Assuming all these conditions are met, you can have an excellent income statement by class.  Below is an example of what that can look like. 

Example 1: Clear distinction of profit by location

 

 

 

In this example, the income and expenses for the business are divided into classes based on location.  All locations are represented here and all revenue and expenses are included in one of these classes.  

Furthermore, each location has the same product mix and expenses.  There are some overhead expenses for salaries and other expenses and those will be allocated among the various five offices to close out the financial statements (according to policy).  The business can access this report by running a ‘Profit and Loss by Class’ report.

Classes will not be helpful if you meet the following criteria:

  • The list of potential classes is unlimited.  They are dependent on unending future events.  You always sell a product in a group and a new group constantly needs to be created.  In this situation, it is better to manage this through the accounts.
  • The product, cost of sales and expense accounts are not shared by the potential classes.
  • Most expenses are allocated to overhead.
  • You have no method of segmenting your inventory/cost of sales.  You purchase inventory centrally with no clear allocation of how much was sent to a given class.
  • You don’t like creating financial policies or you change them frequently thereby eliminating the usefulness of the comparisons.
  • Each class uses different wage or expense codes.
  • Your accountant is inconsistent in assigning classes.  The ‘Profit and Loss by Class’ report shows expenses in the “Not Specified” or “Unclassified” column.
  • Each employee has a custom allocation breakdown.

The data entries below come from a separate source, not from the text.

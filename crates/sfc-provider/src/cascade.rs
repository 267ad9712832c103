//! Cascade deletion of paths when a service function goes away
//!
//! A function moving PRESENT -> ABSENT takes every path in its back-reference
//! entry (and each such path's symmetric partner) with it. The removals, the
//! index cleanup and, for [`CascadeDeleteHandler::delete_function`], the
//! function record itself are committed in one transaction.

use crate::error::SfcResult;
use crate::lifecycle::{self, PathLifecycleManager};
use crate::model::ServiceFunction;
use crate::repository::{FunctionRepository, FunctionStateRepository, PathRepository};
use sfc_datastore::ReadWriteTransaction;
use std::collections::BTreeSet;
use std::sync::Arc;

/// Removes paths that depend on a function
#[derive(Debug, Clone)]
pub struct CascadeDeleteHandler {
    lifecycle: Arc<PathLifecycleManager>,
}

impl CascadeDeleteHandler {
    /// Create handler sharing the lifecycle manager's path lock
    #[inline]
    #[must_use]
    pub fn new(lifecycle: Arc<PathLifecycleManager>) -> Self {
        Self { lifecycle }
    }

    /// Delete every path referencing `function`
    ///
    /// A function without a state entry has nothing to remove and succeeds.
    /// Paths named by the entry that no longer exist are dropped from every
    /// index entry.
    ///
    /// # Returns
    /// `true` once all referencing paths are gone
    ///
    /// # Errors
    /// - `SfcError::Store` if a read or the commit fails; nothing is removed
    pub async fn delete_service_path_containing_function(
        &self,
        function: &ServiceFunction,
    ) -> SfcResult<bool> {
        let _guard = self.lifecycle.lock_paths().await;
        let mut tx = self.lifecycle.transaction();

        let removed = self.stage_cascade(&mut tx, &function.name).await?;
        tx.commit().await?;

        tracing::info!(
            function = %function.name,
            removed = removed.len(),
            "paths containing service function deleted"
        );
        Ok(true)
    }

    /// Delete a function record and every path depending on it
    ///
    /// # Returns
    /// `true` if the function record existed
    pub async fn delete_function(&self, name: &str) -> SfcResult<bool> {
        let _guard = self.lifecycle.lock_paths().await;
        let mut tx = self.lifecycle.transaction();

        let existed = FunctionRepository::read_in(&tx, name).await?.is_some();
        let removed = self.stage_cascade(&mut tx, name).await?;
        FunctionRepository::stage_delete(&mut tx, name);
        tx.commit().await?;

        tracing::info!(
            function = name,
            existed,
            removed = removed.len(),
            "service function deleted"
        );
        Ok(existed)
    }

    async fn stage_cascade(
        &self,
        tx: &mut ReadWriteTransaction,
        function: &str,
    ) -> SfcResult<BTreeSet<String>> {
        let mut removed = BTreeSet::new();
        let Some(state) = FunctionStateRepository::read_in(tx, function).await? else {
            tracing::debug!(function, "no paths reference service function");
            return Ok(removed);
        };

        for path_name in &state.sfp {
            if removed.contains(path_name) {
                continue;
            }
            match PathRepository::read_in(tx, path_name).await? {
                Some(path) => lifecycle::stage_removal(tx, path, &mut removed).await?,
                None => {
                    tracing::warn!(
                        function,
                        path = %path_name,
                        "back-reference names a missing path; clearing it"
                    );
                    lifecycle::stage_path_delete(tx, path_name).await?;
                }
            }
        }

        FunctionStateRepository::stage_delete(tx, function);
        Ok(removed)
    }
}

#[cfg(test)]
mod tests {
    use super::*;
    use crate::config::ProviderConfig;
    use crate::model::{
        ServiceFunctionChain, ServiceFunctionPath, ServiceFunctionState, ServiceFunctionType,
        SfcServiceFunction,
    };
    use sfc_datastore::MemoryDataStore;

    fn setup() -> (Arc<MemoryDataStore>, Arc<PathLifecycleManager>, CascadeDeleteHandler) {
        let store = Arc::new(MemoryDataStore::new());
        let lifecycle = Arc::new(PathLifecycleManager::new(
            store.clone(),
            Arc::new(ProviderConfig::default()),
        ));
        let cascade = CascadeDeleteHandler::new(lifecycle.clone());
        (store, lifecycle, cascade)
    }

    fn chain(name: &str, members: &[&str]) -> ServiceFunctionChain {
        members.iter().fold(ServiceFunctionChain::new(name), |chain, m| {
            chain.with_function(SfcServiceFunction::new(*m, ServiceFunctionType::Firewall))
        })
    }

    #[tokio::test]
    async fn missing_state_is_vacuous_success() {
        let (_, _, cascade) = setup();
        let function = ServiceFunction::new("SF1");
        assert!(cascade
            .delete_service_path_containing_function(&function)
            .await
            .unwrap());
    }

    #[tokio::test]
    async fn empty_state_entry_is_removed() {
        let (store, _, cascade) = setup();
        let states = FunctionStateRepository::new(store);
        states.put(&ServiceFunctionState::new("SF1")).await.unwrap();

        assert!(cascade
            .delete_service_path_containing_function(&ServiceFunction::new("SF1"))
            .await
            .unwrap());
        assert!(states.read("SF1").await.unwrap().is_none());
    }

    #[tokio::test]
    async fn removes_only_referencing_paths() {
        let (store, lifecycle, cascade) = setup();
        lifecycle.put_chain(&chain("C1", &["SF1", "SF2"])).await.unwrap();
        lifecycle.put_chain(&chain("C2", &["SF2", "SF3"])).await.unwrap();
        lifecycle.create_path_from_chain("C1", "P1").await.unwrap();
        lifecycle.create_path_from_chain("C1", "P2").await.unwrap();
        lifecycle.create_path_from_chain("C2", "P3").await.unwrap();

        cascade
            .delete_service_path_containing_function(&ServiceFunction::new("SF1"))
            .await
            .unwrap();

        let paths = PathRepository::new(store.clone());
        let names: Vec<_> = paths
            .read_all()
            .await
            .unwrap()
            .into_iter()
            .map(|p| p.name)
            .collect();
        assert_eq!(names, vec!["P3"]);

        // SF2 no longer lists the removed paths
        let states = FunctionStateRepository::new(store);
        let sf2 = states.read("SF2").await.unwrap().unwrap();
        assert_eq!(sf2.sfp.into_iter().collect::<Vec<_>>(), vec!["P3"]);
        assert!(states.read("SF1").await.unwrap().is_none());
    }

    #[tokio::test]
    async fn stale_reference_is_skipped() {
        let (store, _, cascade) = setup();
        let mut state = ServiceFunctionState::new("SF1");
        state.sfp.insert("ghost".to_string());
        FunctionStateRepository::new(store.clone())
            .put(&state)
            .await
            .unwrap();

        assert!(cascade
            .delete_service_path_containing_function(&ServiceFunction::new("SF1"))
            .await
            .unwrap());
    }

    #[tokio::test]
    async fn missing_path_is_cleared_from_other_entries() {
        let (store, _, cascade) = setup();
        let states = FunctionStateRepository::new(store.clone());
        for function in ["SF1", "SF2"] {
            let mut state = ServiceFunctionState::new(function);
            state.sfp.insert("ghost".to_string());
            state.sfp.insert("P9".to_string());
            states.put(&state).await.unwrap();
        }
        PathRepository::new(store)
            .put(&ServiceFunctionPath::new("P9").with_chain("C9"))
            .await
            .unwrap();

        cascade
            .delete_service_path_containing_function(&ServiceFunction::new("SF1"))
            .await
            .unwrap();

        assert!(states.read("SF1").await.unwrap().is_none());
        assert!(states.read("SF2").await.unwrap().is_none());
    }

    #[tokio::test]
    async fn failed_commit_removes_nothing() {
        let (store, lifecycle, cascade) = setup();
        lifecycle.put_chain(&chain("C1", &["SF1"])).await.unwrap();
        lifecycle.create_path_from_chain("C1", "P1").await.unwrap();

        store.fail_next_commits(1);
        assert!(cascade
            .delete_service_path_containing_function(&ServiceFunction::new("SF1"))
            .await
            .is_err());

        let paths = PathRepository::new(store);
        assert!(paths.read("P1").await.unwrap().is_some());
    }

    #[tokio::test]
    async fn delete_function_removes_record() {
        let (store, lifecycle, cascade) = setup();
        let functions = FunctionRepository::new(store.clone());
        functions.put(&ServiceFunction::new("SF1")).await.unwrap();
        lifecycle.put_chain(&chain("C1", &["SF1"])).await.unwrap();
        lifecycle.create_path_from_chain("C1", "P1").await.unwrap();

        assert!(cascade.delete_function("SF1").await.unwrap());
        assert!(functions.read("SF1").await.unwrap().is_none());
        assert!(PathRepository::new(store).read("P1").await.unwrap().is_none());
        assert!(!cascade.delete_function("SF1").await.unwrap());
    }
}
//! Error types for the SFC provider
//!
//! Absence is never an error: reads of missing records return `None` and
//! deletes of missing records return `false`.

use sfc_datastore::StoreError;

/// Main provider error type
#[derive(Debug, thiserror::Error)]
pub enum SfcError {
    /// Path names a chain that does not exist
    #[error("service function chain not found: {chain}")]
    ChainNotFound {
        /// Missing chain name
        chain: String,
    },

    /// Path has no chain reference
    #[error("service function path {path} has no service chain name")]
    MissingChainName {
        /// Path name
        path: String,
    },

    /// Chain lists the same member twice
    #[error("chain {chain} lists service function {member} more than once")]
    DuplicateChainMember {
        /// Chain name
        chain: String,
        /// Repeated member name
        member: String,
    },

    /// Explicit path ID already taken by another path
    #[error("path id {path_id} requested by {path} is already used by {owner}")]
    PathIdConflict {
        /// Requested ID
        path_id: u32,
        /// Requesting path
        path: String,
        /// Path holding the ID
        owner: String,
    },

    /// Path or its generated reverse name is held by an unrelated path
    #[error("path {path} collides with symmetric path {partner}")]
    SymmetricPathConflict {
        /// Path being written
        path: String,
        /// Existing path in the way
        partner: String,
    },

    /// No free path ID left in the configured range
    #[error("path id range {min}..={max} exhausted")]
    PathIdExhausted {
        /// Lowest allocatable ID
        min: u32,
        /// Highest allocatable ID
        max: u32,
    },

    /// Underlying store failure
    #[error("store error: {0}")]
    Store(#[from] StoreError),

    /// Executor no longer accepts commands
    #[error("command executor is shut down")]
    ExecutorClosed,

    /// Worker task ended without producing a result
    #[error("command aborted: {0}")]
    CommandAborted(String),

    /// Command produced an output of an unexpected kind
    #[error("unexpected command output: expected {expected}")]
    UnexpectedOutput {
        /// Output kind the caller asked for
        expected: &'static str,
    },

    /// Invalid configuration
    #[error("configuration error: {0}")]
    Config(String),
}

impl SfcError {
    /// Check if the caller may retry the same command
    #[inline]
    #[must_use]
    pub fn is_retryable(&self) -> bool {
        match self {
            Self::Store(err) => err.is_transient(),
            Self::CommandAborted(_) => true,
            _ => false,
        }
    }

    /// Check if error reports a dangling reference
    #[inline]
    #[must_use]
    pub fn is_reference_error(&self) -> bool {
        matches!(self, Self::ChainNotFound { .. } | Self::MissingChainName { .. })
    }
}

impl From<toml::de::Error> for SfcError {
    fn from(err: toml::de::Error) -> Self {
        Self::Config(err.to_string())
    }
}

/// Result alias for provider operations
pub type SfcResult<T> = Result<T, SfcError>;
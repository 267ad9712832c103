//! `sfcctl` - apply an SFC fixture and print the resulting paths

use anyhow::{Context, Result};
use clap::Parser;
use futures::future::try_join_all;
use serde::Deserialize;
use sfc_datastore::MemoryDataStore;
use sfc_provider::prelude::*;
use std::path::{Path, PathBuf};
use std::sync::Arc;
use tracing_subscriber::EnvFilter;

#[derive(Debug, Parser)]
#[command(name = "sfcctl", version, about = "Service function path lifecycle tool")]
struct Cli {
    /// JSON fixture with functions, chains and paths
    fixture: PathBuf,

    /// Provider configuration (TOML)
    #[arg(long, short)]
    config: Option<PathBuf>,

    /// Delete a service function after the fixture is applied (repeatable)
    #[arg(long = "delete-function", value_name = "NAME")]
    delete_functions: Vec<String>,

    /// Emit logs as JSON
    #[arg(long)]
    json_logs: bool,

    /// Debug logging (overridden by RUST_LOG)
    #[arg(long, short)]
    verbose: bool,
}

/// Records applied on startup
#[derive(Debug, Default, Deserialize)]
#[serde(default, rename_all = "kebab-case")]
struct Fixture {
    service_functions: Vec<ServiceFunction>,
    service_function_chains: Vec<ServiceFunctionChain>,
    service_function_paths: Vec<ServiceFunctionPath>,
}

impl Fixture {
    fn parse(source: &str) -> Result<Self> {
        serde_json::from_str(source).context("invalid fixture")
    }
}

fn load_config(path: Option<&Path>) -> Result<ProviderConfig> {
    let Some(path) = path else {
        return Ok(ProviderConfig::default());
    };
    let source = std::fs::read_to_string(path)
        .with_context(|| format!("reading config {}", path.display()))?;
    ProviderConfig::from_toml_str(&source)
        .with_context(|| format!("loading config {}", path.display()))
}

fn init_tracing(verbose: bool, json: bool) {
    let default_level = if verbose { "debug" } else { "info" };
    let filter =
        EnvFilter::try_from_default_env().unwrap_or_else(|_| EnvFilter::new(default_level));
    let builder = tracing_subscriber::fmt()
        .with_env_filter(filter)
        .with_writer(std::io::stderr);
    if json {
        builder.json().init();
    } else {
        builder.init();
    }
}

async fn apply(provider: &SfcProvider, fixture: Fixture, deletes: &[String]) -> Result<()> {
    // Functions and chains are independent entities and may run concurrently
    let functions = fixture
        .service_functions
        .into_iter()
        .map(|function| provider.submit(Command::PutFunction(function)));
    try_join_all(functions)
        .await
        .context("writing service functions")?;

    let chains = fixture
        .service_function_chains
        .into_iter()
        .map(|chain| provider.submit(Command::PutChain(chain)));
    try_join_all(chains)
        .await
        .context("writing service function chains")?;

    for path in fixture.service_function_paths {
        let name = path.name.clone();
        provider
            .create_path(path)
            .await
            .with_context(|| format!("creating path {name}"))?;
    }

    for name in deletes {
        let existed = provider
            .delete_function(name)
            .await
            .with_context(|| format!("deleting service function {name}"))?;
        if !existed {
            tracing::warn!(function = %name, "service function not present");
        }
    }
    Ok(())
}

#[tokio::main]
async fn main() -> Result<()> {
    let cli = Cli::parse();
    init_tracing(cli.verbose, cli.json_logs);

    let config = load_config(cli.config.as_deref())?;
    let source = std::fs::read_to_string(&cli.fixture)
        .with_context(|| format!("reading fixture {}", cli.fixture.display()))?;
    let fixture = Fixture::parse(&source)?;

    let provider = SfcProvider::new(Arc::new(MemoryDataStore::new()), config)?;
    apply(&provider, fixture, &cli.delete_functions).await?;

    let paths = ServiceFunctionPaths::new(provider.read_all_paths().await?);
    println!("{}", serde_json::to_string_pretty(&paths)?);

    let stats = provider.stats();
    tracing::info!(
        submitted = stats.submitted,
        succeeded = stats.succeeded,
        failed = stats.failed,
        "done"
    );
    provider.shutdown();
    Ok(())
}

#[cfg(test)]
mod tests {
    use super::*;
    use std::io::Write;

    const FIXTURE: &str = r#"{
        "service-functions": [
            { "name": "SF1", "type": "firewall" },
            { "name": "SF2", "type": "dpi" }
        ],
        "service-function-chains": [
            {
                "name": "C1",
                "sfc-service-function": [
                    { "name": "SF1", "type": "firewall" },
                    { "name": "SF2", "type": "dpi" }
                ],
                "symmetric": true
            }
        ],
        "service-function-paths": [
            { "name": "P1", "service-chain-name": "C1" }
        ]
    }"#;

    #[test]
    fn fixture_sections_are_optional() {
        let fixture = Fixture::parse("{}").unwrap();
        assert!(fixture.service_functions.is_empty());
        assert!(fixture.service_function_paths.is_empty());
        assert!(Fixture::parse("[").is_err());
    }

    #[test]
    fn config_file_is_loaded() {
        let mut file = tempfile::NamedTempFile::new().unwrap();
        writeln!(file, "worker-limit = 2\nreverse-path-suffix = \"-Rev\"").unwrap();

        let config = load_config(Some(file.path())).unwrap();
        assert_eq!(config.worker_limit, 2);
        assert_eq!(config.reverse_path_suffix, "-Rev");
        assert_eq!(load_config(None).unwrap(), ProviderConfig::default());
    }

    #[tokio::test]
    async fn apply_creates_and_cascades() {
        let provider =
            SfcProvider::new(Arc::new(MemoryDataStore::new()), ProviderConfig::default()).unwrap();
        let fixture = Fixture::parse(FIXTURE).unwrap();

        apply(&provider, fixture, &[]).await.unwrap();
        let names: Vec<_> = provider
            .read_all_paths()
            .await
            .unwrap()
            .into_iter()
            .map(|p| p.name)
            .collect();
        assert_eq!(names, vec!["P1", "P1-Reverse"]);

        apply(&provider, Fixture::default(), &["SF2".to_string()])
            .await
            .unwrap();
        assert!(provider.read_all_paths().await.unwrap().is_empty());
    }
}
//! Error types for the datastore

/// Store failure
#[derive(Debug, thiserror::Error)]
pub enum StoreError {
    /// Commit refused by the backend; nothing was applied
    #[error("commit rejected: {0}")]
    CommitRejected(String),

    /// Container payload is not a list of keyed records
    #[error("malformed container payload at {address}: {reason}")]
    MalformedContainer {
        /// Container address
        address: String,
        /// What is wrong with the payload
        reason: String,
    },

    /// Entry payload key leaf does not match its address
    #[error("key mismatch at {address}: payload keyed {found:?}")]
    KeyMismatch {
        /// Entry address
        address: String,
        /// Key found in the payload
        found: Option<String>,
    },

    /// Record could not be encoded or decoded
    #[error("codec error: {0}")]
    Codec(#[from] serde_json::Error),
}

impl StoreError {
    /// Whether retrying the same transaction may succeed
    #[inline]
    #[must_use]
    pub fn is_transient(&self) -> bool {
        matches!(self, Self::CommitRejected(_))
    }
}
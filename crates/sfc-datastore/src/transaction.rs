//! Read-write transactions
//!
//! A [`ReadWriteTransaction`] stages writes locally and sends them to the
//! backend as one atomic commit. Reads through the transaction see the
//! transaction's own staged writes on top of committed data.

use crate::address::{Address, Partition};
use crate::error::StoreError;
use crate::store::{entry_key, upsert_entry, validate_put, DataStore, WriteOp};
use serde::de::DeserializeOwned;
use serde::Serialize;
use serde_json::Value;
use std::sync::Arc;

/// Transaction with read-after-write visibility
#[derive(Debug)]
pub struct ReadWriteTransaction {
    store: Arc<dyn DataStore>,
    staged: Vec<WriteOp>,
}

impl ReadWriteTransaction {
    /// Open a transaction against `store`
    #[inline]
    #[must_use]
    pub fn new(store: Arc<dyn DataStore>) -> Self {
        Self {
            store,
            staged: Vec::new(),
        }
    }

    /// Read a node, including this transaction's staged writes
    pub async fn read(
        &self,
        partition: Partition,
        address: &Address,
    ) -> Result<Option<Value>, StoreError> {
        let committed = self.store.read(partition, address).await?;
        Ok(overlay(partition, address, committed, &self.staged))
    }

    /// Read and decode a node
    ///
    /// # Errors
    /// - `StoreError::Codec` if the stored value does not decode as `T`
    pub async fn read_typed<T: DeserializeOwned>(
        &self,
        partition: Partition,
        address: &Address,
    ) -> Result<Option<T>, StoreError> {
        self.read(partition, address)
            .await?
            .map(serde_json::from_value)
            .transpose()
            .map_err(StoreError::from)
    }

    /// Stage a put
    ///
    /// # Errors
    /// Shape errors from [`validate_put`] are reported at staging time.
    pub fn put(
        &mut self,
        partition: Partition,
        address: Address,
        value: Value,
    ) -> Result<(), StoreError> {
        validate_put(&address, &value)?;
        self.staged.push(WriteOp::Put {
            partition,
            address,
            value,
        });
        Ok(())
    }

    /// Encode and stage a put
    pub fn put_typed<T: Serialize>(
        &mut self,
        partition: Partition,
        address: Address,
        value: &T,
    ) -> Result<(), StoreError> {
        let value = serde_json::to_value(value)?;
        self.put(partition, address, value)
    }

    /// Stage a delete
    pub fn delete(&mut self, partition: Partition, address: Address) {
        self.staged.push(WriteOp::Delete { partition, address });
    }

    /// Number of staged operations
    #[inline]
    #[must_use]
    pub fn staged_len(&self) -> usize {
        self.staged.len()
    }

    /// Commit all staged operations atomically
    ///
    /// An empty transaction commits without touching the backend.
    pub async fn commit(self) -> Result<(), StoreError> {
        if self.staged.is_empty() {
            return Ok(());
        }
        tracing::debug!(ops = self.staged.len(), "committing transaction");
        self.store.commit(self.staged).await
    }
}

/// Replay staged `ops` touching `target` over its committed value
pub(crate) fn overlay(
    partition: Partition,
    target: &Address,
    mut current: Option<Value>,
    ops: &[WriteOp],
) -> Option<Value> {
    for op in ops.iter().filter(|op| op.partition() == partition) {
        let address = op.address();
        match op {
            WriteOp::Put { value, .. } if address == target => current = Some(value.clone()),
            WriteOp::Put { value, .. } if address.contains(target) => {
                current = value
                    .as_array()
                    .and_then(|entries| entries.iter().find(|e| entry_key(e) == target.key()))
                    .cloned();
            }
            WriteOp::Put { value, .. } if target.contains(address) => {
                let mut entries = match current.take() {
                    Some(Value::Array(entries)) => entries,
                    _ => Vec::new(),
                };
                upsert_entry(&mut entries, value.clone());
                current = Some(Value::Array(entries));
            }
            WriteOp::Delete { .. } if address == target || address.contains(target) => {
                current = None;
            }
            WriteOp::Delete { .. } if target.contains(address) => {
                if let Some(Value::Array(entries)) = current.as_mut() {
                    entries.retain(|e| entry_key(e) != address.key());
                }
            }
            _ => {}
        }
    }
    current
}
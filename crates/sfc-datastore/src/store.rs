//! Store contract
//!
//! [`DataStore`] is the backend seam: point reads plus atomic multi-operation
//! commits. Higher layers stage writes in a
//! [`ReadWriteTransaction`](crate::ReadWriteTransaction).

use crate::address::{Address, Partition, KEY_LEAF};
use crate::error::StoreError;
use serde_json::Value;
use std::fmt;

/// A staged write
#[derive(Debug, Clone, PartialEq)]
pub enum WriteOp {
    /// Replace the node at `address`
    Put {
        /// Target partition
        partition: Partition,
        /// Container or entry address
        address: Address,
        /// Entry object, or array of entries for a container
        value: Value,
    },
    /// Remove the node at `address` (no-op when absent)
    Delete {
        /// Target partition
        partition: Partition,
        /// Container or entry address
        address: Address,
    },
}

impl WriteOp {
    /// Partition the operation targets
    #[inline]
    #[must_use]
    pub fn partition(&self) -> Partition {
        match self {
            Self::Put { partition, .. } | Self::Delete { partition, .. } => *partition,
        }
    }

    /// Address the operation targets
    #[inline]
    #[must_use]
    pub fn address(&self) -> &Address {
        match self {
            Self::Put { address, .. } | Self::Delete { address, .. } => address,
        }
    }
}

/// Transactional key-tree backend
///
/// Implementations must apply every operation of a `commit` or none of them,
/// and must make committed writes visible to every later `read`.
#[async_trait::async_trait]
pub trait DataStore: Send + Sync + fmt::Debug {
    /// Read the node at `address`
    ///
    /// Container reads return a JSON array of entries ordered by key.
    async fn read(&self, partition: Partition, address: &Address)
        -> Result<Option<Value>, StoreError>;

    /// Atomically apply `ops` in order
    async fn commit(&self, ops: Vec<WriteOp>) -> Result<(), StoreError>;
}

/// Key leaf of a list entry
#[inline]
#[must_use]
pub fn entry_key(value: &Value) -> Option<&str> {
    value.get(KEY_LEAF).and_then(Value::as_str)
}

/// Check that `value` has the shape required at `address`
///
/// # Errors
/// - `StoreError::MalformedContainer` if a container payload is not an array
///   of keyed records or repeats a key
/// - `StoreError::KeyMismatch` if an entry's key leaf differs from its address
pub fn validate_put(address: &Address, value: &Value) -> Result<(), StoreError> {
    match address.key() {
        Some(key) => {
            let found = entry_key(value);
            if found != Some(key) {
                return Err(StoreError::KeyMismatch {
                    address: address.to_string(),
                    found: found.map(str::to_string),
                });
            }
            Ok(())
        }
        None => {
            let malformed = |reason: &str| StoreError::MalformedContainer {
                address: address.to_string(),
                reason: reason.to_string(),
            };
            let entries = value
                .as_array()
                .ok_or_else(|| malformed("expected a list"))?;
            let mut seen = std::collections::BTreeSet::new();
            for entry in entries {
                let key = entry_key(entry).ok_or_else(|| malformed("entry without key leaf"))?;
                if !seen.insert(key) {
                    return Err(malformed("duplicate entry key"));
                }
            }
            Ok(())
        }
    }
}

/// Insert or replace `entry` in a key-ordered list
pub(crate) fn upsert_entry(entries: &mut Vec<Value>, entry: Value) {
    let key = entry_key(&entry).map(str::to_string);
    match entries.binary_search_by(|e| entry_key(e).cmp(&key.as_deref())) {
        Ok(idx) => entries[idx] = entry,
        Err(idx) => entries.insert(idx, entry),
    }
}

#[cfg(test)]
mod tests {
    use super::*;
    use serde_json::json;

    const PATHS: Address = Address::container("service-function-paths");

    #[test]
    fn entry_put_requires_matching_key() {
        assert!(validate_put(&PATHS.child("a"), &json!({ "name": "a" })).is_ok());
        assert!(matches!(
            validate_put(&PATHS.child("a"), &json!({ "name": "b" })),
            Err(StoreError::KeyMismatch { .. })
        ));
        assert!(matches!(
            validate_put(&PATHS.child("a"), &json!({ "id": 1 })),
            Err(StoreError::KeyMismatch { found: None, .. })
        ));
    }

    #[test]
    fn container_put_requires_keyed_unique_list() {
        assert!(validate_put(&PATHS, &json!([{ "name": "a" }, { "name": "b" }])).is_ok());
        assert!(validate_put(&PATHS, &json!([])).is_ok());
        assert!(validate_put(&PATHS, &json!({ "name": "a" })).is_err());
        assert!(validate_put(&PATHS, &json!([{ "id": 1 }])).is_err());
        assert!(validate_put(&PATHS, &json!([{ "name": "a" }, { "name": "a" }])).is_err());
    }

    #[test]
    fn upsert_keeps_key_order() {
        let mut entries = vec![json!({ "name": "a" }), json!({ "name": "c" })];
        upsert_entry(&mut entries, json!({ "name": "b" }));
        upsert_entry(&mut entries, json!({ "name": "a", "v": 2 }));

        let keys: Vec<_> = entries.iter().filter_map(entry_key).collect();
        assert_eq!(keys, vec!["a", "b", "c"]);
        assert_eq!(entries[0]["v"], 2);
    }
}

Below are two examples of income statements tracked by class with their weaknesses.

Example 2: Too much overhead

 

 

 

In this example, the locations are the same as in example 1 but a significant amount of revenue, COGS and expenses are not allocated among the locations.  All forms of salaries & wages and the associated payroll costs are not allocated to the location.  While the payroll can be properly set up to allocate these costs directly, there is more manual work to be completed for this.  The income statement creates more questions than it answers.  

Where was the revenue generated?  

Is there a central location not listed?  

Why does the business maintain two offices if they are losing money?

Presumably, this company will use its month-end procedures to allocate the overhead among the various classes according to policy.  While technically correct, this much overhead indicates guessing at the overhead amounts.  The results of that predetermined allocation will provide too much variability in the data rendering it useless. 

This reporting is incomplete because it does not provide clarity about the business.

Example 3: Using the account codes as classes

 

 

 

While at first glance this income statement appears to segment the business, the reality is the accountant is working extra for the same information that could be gained using only the account codes.  Using the account codes as classes is ineffective because each class is not utilizing the CoA.  The classes are not able to be compared.  If the revenue and cost of sales are assigned to their proper account, the financial statements’ user can easily see profitability without the extra hassle of using classes.

Classes can bring greater clarity to your business if used correctly.

Tracking by classes essentially adds “columns” to your income statement.  Taking time to choose the correct classes will help you understand and explain your business while maintaining a shorter and easier-to-read income statement.  Appropriately used classes narrate your business to stakeholders and make you look like you completely understand your business, like a boss.